• AIM OF THE TASK: Starting at the line that contains "assert_eq!(state.zoom.scale, 1.0);", copy each line through the end of the listing below. Include both ends and output nothing more.

Segment Open

#[cfg(test)]
mod tests {
    use super::*;
    use crate::state::{SlideRole, role_of};
    use proptest::prelude::*;

    fn slides(n: usize) -> Rc<Vec<Slide>> {
        Rc::new(
            (0..n)
                .map(|i| Slide {
                    src: format!("images/story/{i}.webp"),
                    alt: format!("Story photo {i}"),
                })
                .collect(),
        )
    }

    fn story(n: usize) -> StoryState {
        StoryState::new(slides(n), Rc::new(CarouselConfig::default()))
    }

    fn pt(x: f64) -> TouchPoint {
        TouchPoint::new(x, 200.0)
    }

    fn fire_pending(state: &mut StoryState) {
        let token = state.timeline.pending().expect("nothing scheduled").token;
        assert!(state.fire(token));
    }

    fn modal_swipe(state: &mut StoryState, dx: f64) {
        state.modal_touch_start(&[pt(300.0)], 400.0);
        state.modal_touch_move(&[pt(300.0 + dx / 2.0)]);
        state.modal_touch_move(&[pt(300.0 + dx)]);
        state.modal_touch_end(Some(pt(300.0 + dx)), 1_000.0);
    }

    fn double_tap(state: &mut StoryState, first_ms: f64, second_ms: f64) {
        for at in [first_ms, second_ms] {
            state.modal_touch_start(&[pt(100.0)], 400.0);
            state.modal_touch_end(Some(pt(100.0)), at);
        }
    }

    #[test]
    fn prev_then_three_nexts() {
        let mut state = story(5);
        state.prev();
        assert_eq!(state.carousel.current, 4);
        state.next();
        state.next();
        state.next();
        assert_eq!(state.carousel.current, 2);
    }

    #[test]
    fn go_to_wraps_out_of_range_indices() {
        let mut state = story(5);
        state.go_to(12);
        assert_eq!(state.carousel.current, 2);
        state.carousel.go_to(-1);
        assert_eq!(state.carousel.current, 4);
    }

    proptest! {
        #[test]
        fn index_stays_in_range(total in 1usize..12, steps in prop::collection::vec(any::<bool>(), 0..64)) {
            let mut state = story(total);
            for forward in steps {
                if forward { state.next() } else { state.prev() }
                prop_assert!(state.carousel.current < total);
            }
        }

        #[test]
        fn next_prev_round_trip(total in 1usize..12, start in 0usize..12) {
            let mut state = story(total);
            state.go_to(start);
            let origin = state.carousel.current;
            state.next();
            state.prev();
            prop_assert_eq!(state.carousel.current, origin);
            state.prev();
            state.next();
            prop_assert_eq!(state.carousel.current, origin);
        }
    }

    #[test]
    fn one_active_slide_for_every_index() {
        let mut state = story(6);
        for _ in 0..6 {
            let active = (0..6)
                .filter(|&i| role_of(i, state.carousel.current, 6) == SlideRole::Active)
                .count();
            assert_eq!(active, 1);
            state.next();
        }
    }

    #[test]
    fn open_modal_syncs_after_external_next() {
        let mut state = story(5);
        state.go_to(2);
        state.open_modal();
        assert_eq!(state.displayed_slide().unwrap().src, "images/story/2.webp");
        state.next();
        assert_eq!(state.fade, ImageFade::FadingOut);
        assert_eq!(state.primary_style().opacity, 0.5);
        fire_pending(&mut state);
        assert_eq!(state.modal.displayed, 3);
        assert_eq!(state.displayed_slide().unwrap().src, state.slides[3].src);
        assert_eq!(state.fade, ImageFade::FadingIn);
        fire_pending(&mut state);
        assert_eq!(state.fade, ImageFade::Idle);
        assert!(state.timeline.pending().is_none());
    }

    #[test]
    fn rapid_navigation_swaps_to_latest_index() {
        let mut state = story(5);
        state.open_modal();
        state.next();
        let stale = state.timeline.pending().unwrap().token;
        state.next();
        assert!(!state.fire(stale));
        assert_eq!(state.modal.displayed, 0);
        fire_pending(&mut state);
        assert_eq!(state.modal.displayed, 2);
    }

    #[test]
    fn opening_twice_is_a_noop() {
        let mut state = story(3);
        state.open_modal();
        state.modal.controls_hidden = true;
        let snapshot = state.clone();
        state.open_modal();
        assert_eq!(state, snapshot);
    }

    #[test]
    fn close_resets_zoom_and_pending_steps() {
        let mut state = story(3);
        state.open_modal();
        state.zoom.toggle(2.0, 4.0);
        state.next();
        state.close_modal();
        assert!(!state.modal.is_open);
        assert_eq!(state.zoom, ZoomState::default());
        assert!(state.timeline.pending().is_none());
        assert_eq!(state.fade, ImageFade::Idle);
    }

    #[test]
    fn zoom_resets_when_fade_swaps_image() {
        let mut state = story(3);
        state.open_modal();
        state.zoom.toggle(2.0, 4.0);
        state.zoom.pan(30.0, 10.0);
        state.next();
        // still the old image while fading out
        assert_eq!(state.modal.displayed, 0);
        fire_pending(&mut state);
        assert_eq!(state.modal.displayed, 1);
        assert_eq!(state.zoom, ZoomState::default());
    }

    #[test]
    fn close_during_commit_settle_keeps_the_swipe() {
        let mut state = story(5);
        state.open_modal();
        modal_swipe(&mut state, -80.0);
        assert_eq!(state.film_roll.unwrap().phase, RollPhase::Committing);
        let stale = state.timeline.pending().unwrap().token;
        state.close_modal();
        assert_eq!(state.carousel.current, 1);
        assert!(state.film_roll.is_none());
        assert!(!state.fire(stale));
        assert_eq!(state.carousel.current, 1);
    }

    #[test]
    fn inline_swipe_threshold_boundary() {
        let mut state = story(5);
        state.inline_touch_start(&[pt(300.0)]);
        state.inline_touch_end(Some(pt(251.0)), 0.0);
        assert_eq!(state.carousel.current, 0);

        state.inline_touch_start(&[pt(300.0)]);
        state.inline_touch_end(Some(pt(249.0)), 500.0);
        assert_eq!(state.carousel.current, 1);

        state.inline_touch_start(&[pt(300.0)]);
        state.inline_touch_end(Some(pt(351.0)), 1_000.0);
        assert_eq!(state.carousel.current, 0);
    }

    #[test]
    fn modal_swipe_of_49px_reverts() {
        let mut state = story(5);
        state.open_modal();
        modal_swipe(&mut state, -49.0);
        assert_eq!(state.film_roll.unwrap().phase, RollPhase::Reverting);
        fire_pending(&mut state);
        assert_eq!(state.carousel.current, 0);
        assert!(state.film_roll.is_none());
    }

    #[test]
    fn modal_swipe_of_51px_commits_after_settle() {
        let mut state = story(5);
        state.open_modal();
        modal_swipe(&mut state, -51.0);
        let roll = state.film_roll.unwrap();
        assert_eq!(roll.phase, RollPhase::Committing);
        assert_eq!(roll.ghost_index, 1);
        assert_eq!(state.ghost_slide().unwrap().src, "images/story/1.webp");
        // index only moves once the settle animation has run
        assert_eq!(state.carousel.current, 0);
        assert_eq!(state.primary_style().transform, "translateX(-400.00px)");
        fire_pending(&mut state);
        assert_eq!(state.carousel.current, 1);
        assert_eq!(state.modal.displayed, 1);
        assert!(!state.ghost_style().visible);
    }

    #[test]
    fn rightward_swipe_goes_back() {
        let mut state = story(5);
        state.open_modal();
        modal_swipe(&mut state, 120.0);
        assert_eq!(state.film_roll.unwrap().ghost_index, 4);
        fire_pending(&mut state);
        assert_eq!(state.carousel.current, 4);
    }

    #[test]
    fn drag_positions_ghost_beside_current_image() {
        let mut state = story(5);
        state.open_modal();
        state.modal_touch_start(&[pt(300.0)], 400.0);
        state.modal_touch_move(&[pt(260.0)]);
        assert_eq!(state.primary_style().transform, "translateX(-40.00px)");
        let ghost = state.ghost_style();
        assert_eq!(ghost.transform, "translateX(360.00px)");
        assert_eq!(ghost.opacity, 1.0);
        assert!(ghost.visible);
    }

    #[test]
    fn touch_during_commit_settle_completes_it() {
        let mut state = story(5);
        state.open_modal();
        modal_swipe(&mut state, -80.0);
        let stale = state.timeline.pending().unwrap().token;
        state.modal_touch_start(&[pt(100.0)], 400.0);
        assert_eq!(state.carousel.current, 1);
        assert!(state.film_roll.is_none());
        assert!(!state.fire(stale));
    }

    #[test]
    fn double_tap_toggles_zoom_within_window() {
        let mut state = story(3);
        state.open_modal();
        double_tap(&mut state, 1_000.0, 1_300.0);
        assert_eq!(state.zoom.scale, 2.0);
        double_tap(&mut state, 2_000.0, 2_300.0);
        assert_eq!(state.zoom, ZoomState::default());
    }

    #[test]
    fn taps_301ms_apart_do_not_zoom() {
        let mut state = story(3);
        state.open_modal();
        double_tap(&mut state, 1_000.0, 1_301.0);
        assert_eq!(state.zoom.scale, 1.0);
    }

    #[test]
    fn zoomed_drag_pans_instead_of_swiping() {
        let mut state = story(3);
        state.open_modal();
        state.zoom.toggle(2.0, 4.0);
        state.modal_touch_start(&[pt(100.0)], 400.0);
        state.modal_touch_move(&[pt(180.0)]);
        state.modal_touch_end(Some(pt(180.0)), 5_000.0);
        assert_eq!(state.zoom.translate_x, 80.0);
        assert!(state.film_roll.is_none());
        assert!(state.timeline.pending().is_none());
        assert_eq!(state.carousel.current, 0);
    }

    #[test]
    fn pinch_cancels_film_roll_and_clamps() {
        let mut state = story(3);
        state.open_modal();
        state.modal_touch_start(&[pt(300.0)], 400.0);
        state.modal_touch_move(&[pt(250.0)]);
        assert!(state.film_roll.is_some());
        state.modal_touch_start(&[pt(250.0), pt(350.0)], 400.0);
        assert!(state.film_roll.is_none());
        state.modal_touch_move(&[pt(150.0), pt(450.0)]);
        state.modal_touch_move(&[pt(0.0), pt(900.0)]);
        assert_eq!(state.zoom.scale, 4.0);
        state.modal_touch_end(None, 9_000.0);
        assert_eq!(state.zoom.scale, 4.0);
        assert_eq!(state.carousel.current, 0);
    }

    #[test]
    fn single_slide_never_rolls() {
        let mut state = story(1);
        state.open_modal();
        modal_swipe(&mut state, -200.0);
        assert!(state.film_roll.is_none());
        assert!(state.timeline.pending().is_none());
        assert_eq!(state.carousel.current, 0);
    }

    #[test]
    fn stale_fire_leaves_state_untouched() {
        let state = Rc::new(story(4));
        let next = state.clone().reduce(StoryAction::Fire(42));
        assert!(Rc::ptr_eq(&state, &next));
    }

    #[test]
    fn controls_toggle_only_while_open() {
        let mut state = story(3);
        state.toggle_controls();
        assert!(!state.modal.controls_hidden);
        state.open_modal();
        state.toggle_controls();
        assert!(state.modal.controls_hidden);
        state.close_modal();
        state.open_modal();
        assert!(!state.modal.controls_hidden);
    }
}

Segment Closed

• TASK RESULT:
        assert_eq!(state.zoom.scale, 1.0);
    }

    #[test]
    fn zoomed_drag_pans_instead_of_swiping() {
        let mut state = story(3);
        state.open_modal();
        state.zoom.toggle(2.0, 4.0);
        state.modal_touch_start(&[pt(100.0)], 400.0);
        state.modal_touch_move(&[pt(180.0)]);
        state.modal_touch_end(Some(pt(180.0)), 5_000.0);
        assert_eq!(state.zoom.translate_x, 80.0);
        assert!(state.film_roll.is_none());
        assert!(state.timeline.pending().is_none());
        assert_eq!(state.carousel.current, 0);
    }

    #[test]
    fn pinch_cancels_film_roll_and_clamps() {
        let mut state = story(3);
        state.open_modal();
        state.modal_touch_start(&[pt(300.0)], 400.0);
        state.modal_touch_move(&[pt(250.0)]);
        assert!(state.film_roll.is_some());
        state.modal_touch_start(&[pt(250.0), pt(350.0)], 400.0);
        assert!(state.film_roll.is_none());
        state.modal_touch_move(&[pt(150.0), pt(450.0)]);
        state.modal_touch_move(&[pt(0.0), pt(900.0)]);
        assert_eq!(state.zoom.scale, 4.0);
        state.modal_touch_end(None, 9_000.0);
        assert_eq!(state.zoom.scale, 4.0);
        assert_eq!(state.carousel.current, 0);
    }

    #[test]
    fn single_slide_never_rolls() {
        let mut state = story(1);
        state.open_modal();
        modal_swipe(&mut state, -200.0);
        assert!(state.film_roll.is_none());
        assert!(state.timeline.pending().is_none());
        assert_eq!(state.carousel.current, 0);
    }

    #[test]
    fn stale_fire_leaves_state_untouched() {
        let state = Rc::new(story(4));
        let next = state.clone().reduce(StoryAction::Fire(42));
        assert!(Rc::ptr_eq(&state, &next));
    }

    #[test]
    fn controls_toggle_only_while_open() {
        let mut state = story(3);
        state.toggle_controls();
        assert!(!state.modal.controls_hidden);
        state.open_modal();
        state.toggle_controls();
        assert!(state.modal.controls_hidden);
        state.close_modal();
        state.open_modal();
        assert!(!state.modal.controls_hidden);
    }
}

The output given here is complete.